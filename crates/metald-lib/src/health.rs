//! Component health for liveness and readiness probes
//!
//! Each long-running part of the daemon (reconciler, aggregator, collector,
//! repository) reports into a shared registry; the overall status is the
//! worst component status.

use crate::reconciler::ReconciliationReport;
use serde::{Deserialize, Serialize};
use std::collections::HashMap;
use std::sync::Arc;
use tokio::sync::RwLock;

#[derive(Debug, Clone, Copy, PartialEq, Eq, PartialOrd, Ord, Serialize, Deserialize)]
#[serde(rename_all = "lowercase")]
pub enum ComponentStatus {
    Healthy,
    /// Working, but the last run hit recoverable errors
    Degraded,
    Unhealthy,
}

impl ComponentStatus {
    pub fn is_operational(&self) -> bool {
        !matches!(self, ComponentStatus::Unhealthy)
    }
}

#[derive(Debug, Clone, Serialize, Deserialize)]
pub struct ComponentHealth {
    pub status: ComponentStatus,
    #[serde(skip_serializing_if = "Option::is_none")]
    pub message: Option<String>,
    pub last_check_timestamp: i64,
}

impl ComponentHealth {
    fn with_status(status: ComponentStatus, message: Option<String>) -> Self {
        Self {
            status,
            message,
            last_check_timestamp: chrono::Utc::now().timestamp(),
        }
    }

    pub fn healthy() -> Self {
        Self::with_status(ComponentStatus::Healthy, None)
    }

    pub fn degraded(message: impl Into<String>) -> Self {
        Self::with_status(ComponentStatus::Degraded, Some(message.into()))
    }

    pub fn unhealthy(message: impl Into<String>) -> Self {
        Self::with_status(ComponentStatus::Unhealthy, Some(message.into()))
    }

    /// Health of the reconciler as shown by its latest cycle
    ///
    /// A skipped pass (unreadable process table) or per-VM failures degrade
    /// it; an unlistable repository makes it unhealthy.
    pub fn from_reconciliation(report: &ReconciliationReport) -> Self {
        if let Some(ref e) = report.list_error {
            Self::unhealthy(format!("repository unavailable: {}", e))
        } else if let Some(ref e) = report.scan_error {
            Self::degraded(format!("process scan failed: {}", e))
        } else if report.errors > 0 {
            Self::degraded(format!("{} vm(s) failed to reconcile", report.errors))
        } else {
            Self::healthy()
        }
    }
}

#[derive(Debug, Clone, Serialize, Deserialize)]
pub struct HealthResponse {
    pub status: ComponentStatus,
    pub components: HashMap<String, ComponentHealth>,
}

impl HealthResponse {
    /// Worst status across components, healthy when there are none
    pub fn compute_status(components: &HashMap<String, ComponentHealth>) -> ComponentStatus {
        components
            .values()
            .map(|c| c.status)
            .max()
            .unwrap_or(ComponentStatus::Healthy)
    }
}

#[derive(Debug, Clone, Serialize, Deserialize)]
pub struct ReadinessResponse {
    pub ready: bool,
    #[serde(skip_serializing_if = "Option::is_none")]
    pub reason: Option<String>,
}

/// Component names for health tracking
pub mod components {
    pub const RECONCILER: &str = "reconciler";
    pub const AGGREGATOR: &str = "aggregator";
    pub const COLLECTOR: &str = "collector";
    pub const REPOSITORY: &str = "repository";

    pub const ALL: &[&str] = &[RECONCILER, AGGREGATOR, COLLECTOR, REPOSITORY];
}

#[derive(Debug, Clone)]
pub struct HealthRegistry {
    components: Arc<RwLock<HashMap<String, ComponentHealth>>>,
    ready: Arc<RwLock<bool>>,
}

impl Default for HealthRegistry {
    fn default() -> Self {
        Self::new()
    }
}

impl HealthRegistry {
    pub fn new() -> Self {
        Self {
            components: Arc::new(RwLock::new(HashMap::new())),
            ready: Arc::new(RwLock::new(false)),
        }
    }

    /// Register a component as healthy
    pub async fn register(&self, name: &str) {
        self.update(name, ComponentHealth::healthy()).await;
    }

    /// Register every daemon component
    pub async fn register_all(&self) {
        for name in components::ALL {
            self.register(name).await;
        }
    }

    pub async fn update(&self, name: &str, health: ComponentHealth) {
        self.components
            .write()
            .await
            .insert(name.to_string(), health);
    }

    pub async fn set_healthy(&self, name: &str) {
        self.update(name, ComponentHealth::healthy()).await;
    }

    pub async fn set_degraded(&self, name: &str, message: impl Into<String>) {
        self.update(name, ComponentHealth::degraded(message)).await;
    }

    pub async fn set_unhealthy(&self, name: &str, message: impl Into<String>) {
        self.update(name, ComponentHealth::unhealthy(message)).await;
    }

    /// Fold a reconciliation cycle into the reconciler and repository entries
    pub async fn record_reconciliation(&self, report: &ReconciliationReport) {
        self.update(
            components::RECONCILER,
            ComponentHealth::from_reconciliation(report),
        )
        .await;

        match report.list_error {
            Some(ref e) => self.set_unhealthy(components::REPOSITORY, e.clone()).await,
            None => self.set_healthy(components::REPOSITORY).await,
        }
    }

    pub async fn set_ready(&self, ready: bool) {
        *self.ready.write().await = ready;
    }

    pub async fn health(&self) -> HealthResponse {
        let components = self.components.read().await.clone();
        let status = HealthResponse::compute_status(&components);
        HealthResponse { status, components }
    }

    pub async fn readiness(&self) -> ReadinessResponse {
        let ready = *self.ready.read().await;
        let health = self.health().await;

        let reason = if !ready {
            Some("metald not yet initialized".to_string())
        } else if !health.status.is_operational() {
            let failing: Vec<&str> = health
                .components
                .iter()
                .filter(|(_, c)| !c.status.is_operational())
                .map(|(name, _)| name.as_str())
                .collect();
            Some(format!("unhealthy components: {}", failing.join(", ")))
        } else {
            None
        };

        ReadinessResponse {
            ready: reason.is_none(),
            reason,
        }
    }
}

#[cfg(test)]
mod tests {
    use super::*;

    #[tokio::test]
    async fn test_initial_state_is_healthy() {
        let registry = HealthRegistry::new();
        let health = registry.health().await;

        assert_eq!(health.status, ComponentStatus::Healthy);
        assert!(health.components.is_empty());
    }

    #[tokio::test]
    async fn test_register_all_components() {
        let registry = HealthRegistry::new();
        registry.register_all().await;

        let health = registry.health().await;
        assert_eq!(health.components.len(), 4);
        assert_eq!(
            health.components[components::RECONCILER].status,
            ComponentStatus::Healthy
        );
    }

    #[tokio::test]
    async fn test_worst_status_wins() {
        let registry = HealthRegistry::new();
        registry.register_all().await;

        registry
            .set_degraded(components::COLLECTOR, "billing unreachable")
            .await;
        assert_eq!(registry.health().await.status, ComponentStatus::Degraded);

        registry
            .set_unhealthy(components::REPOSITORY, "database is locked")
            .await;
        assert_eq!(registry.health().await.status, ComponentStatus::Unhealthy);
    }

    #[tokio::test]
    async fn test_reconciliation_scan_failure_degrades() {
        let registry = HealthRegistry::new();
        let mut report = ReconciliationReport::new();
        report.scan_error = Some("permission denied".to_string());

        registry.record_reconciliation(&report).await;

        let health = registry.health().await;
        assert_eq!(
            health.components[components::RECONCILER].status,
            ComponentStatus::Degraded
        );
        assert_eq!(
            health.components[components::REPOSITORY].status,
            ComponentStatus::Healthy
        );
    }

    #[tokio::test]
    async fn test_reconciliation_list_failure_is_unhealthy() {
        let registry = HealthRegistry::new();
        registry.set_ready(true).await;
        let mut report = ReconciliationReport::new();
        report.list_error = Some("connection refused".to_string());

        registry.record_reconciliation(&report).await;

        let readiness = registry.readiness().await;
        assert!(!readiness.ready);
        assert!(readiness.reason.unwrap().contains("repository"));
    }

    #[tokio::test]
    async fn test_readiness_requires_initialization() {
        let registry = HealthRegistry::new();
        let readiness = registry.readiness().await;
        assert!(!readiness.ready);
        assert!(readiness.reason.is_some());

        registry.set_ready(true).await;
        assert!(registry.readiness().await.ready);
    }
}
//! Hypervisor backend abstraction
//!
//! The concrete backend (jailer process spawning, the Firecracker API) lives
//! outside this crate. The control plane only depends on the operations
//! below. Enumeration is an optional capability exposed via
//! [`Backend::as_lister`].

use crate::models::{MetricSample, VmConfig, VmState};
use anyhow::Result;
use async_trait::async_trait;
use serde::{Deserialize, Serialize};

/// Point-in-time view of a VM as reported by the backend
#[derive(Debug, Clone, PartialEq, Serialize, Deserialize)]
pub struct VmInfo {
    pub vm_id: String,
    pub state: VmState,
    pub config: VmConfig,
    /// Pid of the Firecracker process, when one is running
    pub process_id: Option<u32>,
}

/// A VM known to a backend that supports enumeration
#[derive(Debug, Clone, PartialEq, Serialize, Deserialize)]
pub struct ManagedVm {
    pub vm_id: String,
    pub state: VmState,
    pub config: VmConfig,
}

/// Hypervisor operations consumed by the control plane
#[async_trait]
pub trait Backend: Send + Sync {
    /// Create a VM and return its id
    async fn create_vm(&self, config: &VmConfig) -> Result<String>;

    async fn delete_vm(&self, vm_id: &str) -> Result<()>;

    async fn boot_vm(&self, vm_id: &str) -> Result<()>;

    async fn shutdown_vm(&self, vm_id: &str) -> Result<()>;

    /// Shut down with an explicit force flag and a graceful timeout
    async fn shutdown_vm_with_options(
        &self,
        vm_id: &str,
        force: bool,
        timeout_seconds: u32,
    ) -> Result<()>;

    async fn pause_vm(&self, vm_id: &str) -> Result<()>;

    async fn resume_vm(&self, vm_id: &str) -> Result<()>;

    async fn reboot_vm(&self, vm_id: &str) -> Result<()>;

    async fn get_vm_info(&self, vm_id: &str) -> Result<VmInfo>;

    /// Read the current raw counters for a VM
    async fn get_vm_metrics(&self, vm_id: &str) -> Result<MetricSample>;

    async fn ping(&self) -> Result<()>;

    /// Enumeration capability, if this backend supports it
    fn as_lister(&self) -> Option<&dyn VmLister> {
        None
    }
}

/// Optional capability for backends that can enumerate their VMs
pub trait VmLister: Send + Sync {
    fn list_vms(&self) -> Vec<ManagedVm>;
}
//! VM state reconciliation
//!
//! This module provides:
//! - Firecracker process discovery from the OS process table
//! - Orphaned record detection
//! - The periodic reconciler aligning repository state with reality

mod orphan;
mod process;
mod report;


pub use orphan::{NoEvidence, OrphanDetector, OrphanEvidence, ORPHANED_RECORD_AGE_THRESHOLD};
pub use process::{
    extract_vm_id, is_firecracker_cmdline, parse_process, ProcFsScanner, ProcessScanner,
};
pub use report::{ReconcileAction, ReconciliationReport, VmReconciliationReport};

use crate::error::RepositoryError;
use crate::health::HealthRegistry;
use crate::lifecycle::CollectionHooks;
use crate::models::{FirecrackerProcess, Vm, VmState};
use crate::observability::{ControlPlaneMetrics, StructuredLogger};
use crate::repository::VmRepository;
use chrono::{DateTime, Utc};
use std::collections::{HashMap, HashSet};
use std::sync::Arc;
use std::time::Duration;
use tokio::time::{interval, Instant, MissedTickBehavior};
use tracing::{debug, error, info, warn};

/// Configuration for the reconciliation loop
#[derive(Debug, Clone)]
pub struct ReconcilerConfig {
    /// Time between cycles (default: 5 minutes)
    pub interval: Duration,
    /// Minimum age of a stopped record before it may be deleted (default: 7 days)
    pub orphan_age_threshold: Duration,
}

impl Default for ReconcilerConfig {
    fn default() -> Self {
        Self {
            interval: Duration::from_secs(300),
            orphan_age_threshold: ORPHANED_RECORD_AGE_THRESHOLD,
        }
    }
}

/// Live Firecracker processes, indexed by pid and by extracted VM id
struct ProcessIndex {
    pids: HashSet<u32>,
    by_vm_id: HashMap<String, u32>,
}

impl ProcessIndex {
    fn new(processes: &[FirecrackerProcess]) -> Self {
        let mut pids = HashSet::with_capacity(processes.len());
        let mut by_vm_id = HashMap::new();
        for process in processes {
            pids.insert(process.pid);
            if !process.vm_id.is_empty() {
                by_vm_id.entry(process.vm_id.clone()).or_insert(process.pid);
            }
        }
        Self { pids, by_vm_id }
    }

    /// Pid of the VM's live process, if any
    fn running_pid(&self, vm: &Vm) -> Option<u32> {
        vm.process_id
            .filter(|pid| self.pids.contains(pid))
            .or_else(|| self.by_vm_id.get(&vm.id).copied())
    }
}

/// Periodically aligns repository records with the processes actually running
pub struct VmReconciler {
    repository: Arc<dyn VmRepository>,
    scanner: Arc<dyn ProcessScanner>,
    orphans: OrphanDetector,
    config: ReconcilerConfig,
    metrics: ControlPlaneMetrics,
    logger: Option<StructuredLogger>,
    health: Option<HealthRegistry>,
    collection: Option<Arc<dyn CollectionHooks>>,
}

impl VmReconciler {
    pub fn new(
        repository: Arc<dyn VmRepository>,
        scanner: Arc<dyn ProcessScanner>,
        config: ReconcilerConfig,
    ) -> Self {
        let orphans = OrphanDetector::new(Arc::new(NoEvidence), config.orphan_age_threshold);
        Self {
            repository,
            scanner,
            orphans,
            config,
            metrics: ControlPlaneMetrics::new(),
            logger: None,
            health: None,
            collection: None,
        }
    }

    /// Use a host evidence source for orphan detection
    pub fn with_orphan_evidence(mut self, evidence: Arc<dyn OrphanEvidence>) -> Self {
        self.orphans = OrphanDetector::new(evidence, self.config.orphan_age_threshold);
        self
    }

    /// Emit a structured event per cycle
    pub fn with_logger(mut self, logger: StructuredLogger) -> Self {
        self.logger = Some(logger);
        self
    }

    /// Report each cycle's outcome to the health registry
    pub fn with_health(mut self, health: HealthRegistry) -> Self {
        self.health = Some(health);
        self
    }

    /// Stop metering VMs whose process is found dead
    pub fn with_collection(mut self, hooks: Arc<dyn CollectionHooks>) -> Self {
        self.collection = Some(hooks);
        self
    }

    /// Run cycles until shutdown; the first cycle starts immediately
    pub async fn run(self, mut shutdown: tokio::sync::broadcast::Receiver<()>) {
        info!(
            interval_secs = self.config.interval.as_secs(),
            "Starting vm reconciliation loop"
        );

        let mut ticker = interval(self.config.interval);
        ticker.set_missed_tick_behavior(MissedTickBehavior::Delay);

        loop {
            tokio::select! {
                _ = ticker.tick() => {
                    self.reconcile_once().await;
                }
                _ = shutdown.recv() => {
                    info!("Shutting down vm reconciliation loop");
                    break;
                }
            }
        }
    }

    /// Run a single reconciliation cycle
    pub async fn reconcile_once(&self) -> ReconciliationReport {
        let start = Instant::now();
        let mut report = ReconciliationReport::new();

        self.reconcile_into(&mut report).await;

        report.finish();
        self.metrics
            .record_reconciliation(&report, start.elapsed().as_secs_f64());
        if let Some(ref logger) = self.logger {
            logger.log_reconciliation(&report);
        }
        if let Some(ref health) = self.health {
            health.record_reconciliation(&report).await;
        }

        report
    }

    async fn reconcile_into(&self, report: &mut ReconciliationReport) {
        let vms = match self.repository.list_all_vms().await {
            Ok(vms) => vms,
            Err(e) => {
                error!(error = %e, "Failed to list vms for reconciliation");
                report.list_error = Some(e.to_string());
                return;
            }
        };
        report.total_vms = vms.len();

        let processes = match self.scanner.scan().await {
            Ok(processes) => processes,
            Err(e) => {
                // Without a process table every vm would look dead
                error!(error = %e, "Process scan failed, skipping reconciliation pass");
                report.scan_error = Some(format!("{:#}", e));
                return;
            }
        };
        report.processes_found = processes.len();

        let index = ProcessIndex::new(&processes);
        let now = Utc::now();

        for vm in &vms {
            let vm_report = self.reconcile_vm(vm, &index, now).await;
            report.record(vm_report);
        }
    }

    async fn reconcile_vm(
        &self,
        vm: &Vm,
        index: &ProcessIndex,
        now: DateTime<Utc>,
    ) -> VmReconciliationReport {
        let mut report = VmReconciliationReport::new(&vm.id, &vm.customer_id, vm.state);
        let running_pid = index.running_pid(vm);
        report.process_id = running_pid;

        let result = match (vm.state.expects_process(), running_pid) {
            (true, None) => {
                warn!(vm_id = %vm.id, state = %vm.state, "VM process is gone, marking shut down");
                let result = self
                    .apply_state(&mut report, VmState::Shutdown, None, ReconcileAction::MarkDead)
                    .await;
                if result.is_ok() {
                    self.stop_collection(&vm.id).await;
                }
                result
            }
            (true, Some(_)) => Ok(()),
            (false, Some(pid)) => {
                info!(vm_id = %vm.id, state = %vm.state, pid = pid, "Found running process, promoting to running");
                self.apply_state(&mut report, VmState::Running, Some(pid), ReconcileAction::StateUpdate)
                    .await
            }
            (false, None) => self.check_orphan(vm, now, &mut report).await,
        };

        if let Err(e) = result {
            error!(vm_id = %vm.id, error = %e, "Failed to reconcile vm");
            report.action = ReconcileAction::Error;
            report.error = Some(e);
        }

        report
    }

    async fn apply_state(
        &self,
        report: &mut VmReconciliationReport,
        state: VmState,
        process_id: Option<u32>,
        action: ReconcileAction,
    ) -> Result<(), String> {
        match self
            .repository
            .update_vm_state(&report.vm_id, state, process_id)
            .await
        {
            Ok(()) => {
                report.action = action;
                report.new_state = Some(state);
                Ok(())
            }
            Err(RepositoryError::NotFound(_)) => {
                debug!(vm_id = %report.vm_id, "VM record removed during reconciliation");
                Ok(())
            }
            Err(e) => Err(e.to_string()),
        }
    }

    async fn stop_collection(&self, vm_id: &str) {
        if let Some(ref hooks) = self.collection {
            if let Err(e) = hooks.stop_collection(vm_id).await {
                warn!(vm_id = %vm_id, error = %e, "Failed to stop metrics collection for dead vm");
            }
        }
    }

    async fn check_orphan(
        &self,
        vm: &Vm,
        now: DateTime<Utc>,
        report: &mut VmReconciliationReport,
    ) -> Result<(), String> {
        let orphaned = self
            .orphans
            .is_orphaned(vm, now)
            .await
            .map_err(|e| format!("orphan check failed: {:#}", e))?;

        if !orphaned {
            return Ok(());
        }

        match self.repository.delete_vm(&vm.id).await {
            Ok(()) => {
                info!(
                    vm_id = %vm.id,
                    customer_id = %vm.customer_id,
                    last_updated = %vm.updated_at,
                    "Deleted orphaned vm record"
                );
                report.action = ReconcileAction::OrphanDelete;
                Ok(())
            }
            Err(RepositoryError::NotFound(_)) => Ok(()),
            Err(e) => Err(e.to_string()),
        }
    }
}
-------
Task directions
Referring to the material above, set down exactly the lines between the line with "on the operations" and the line with "async fn pause_vm(&self, vm_id: &str)", inclusive, and no other lines.

Expected answer
//! outside this crate. The control plane only depends on the operations
//! below. Enumeration is an optional capability exposed via
//! [`Backend::as_lister`].

use crate::models::{MetricSample, VmConfig, VmState};
use anyhow::Result;
use async_trait::async_trait;
use serde::{Deserialize, Serialize};

/// Point-in-time view of a VM as reported by the backend
#[derive(Debug, Clone, PartialEq, Serialize, Deserialize)]
pub struct VmInfo {
    pub vm_id: String,
    pub state: VmState,
    pub config: VmConfig,
    /// Pid of the Firecracker process, when one is running
    pub process_id: Option<u32>,
}

/// A VM known to a backend that supports enumeration
#[derive(Debug, Clone, PartialEq, Serialize, Deserialize)]
pub struct ManagedVm {
    pub vm_id: String,
    pub state: VmState,
    pub config: VmConfig,
}

/// Hypervisor operations consumed by the control plane
#[async_trait]
pub trait Backend: Send + Sync {
    /// Create a VM and return its id
    async fn create_vm(&self, config: &VmConfig) -> Result<String>;

    async fn delete_vm(&self, vm_id: &str) -> Result<()>;

    async fn boot_vm(&self, vm_id: &str) -> Result<()>;

    async fn shutdown_vm(&self, vm_id: &str) -> Result<()>;

    /// Shut down with an explicit force flag and a graceful timeout
    async fn shutdown_vm_with_options(
        &self,
        vm_id: &str,
        force: bool,
        timeout_seconds: u32,
    ) -> Result<()>;

    async fn pause_vm(&self, vm_id: &str) -> Result<()>;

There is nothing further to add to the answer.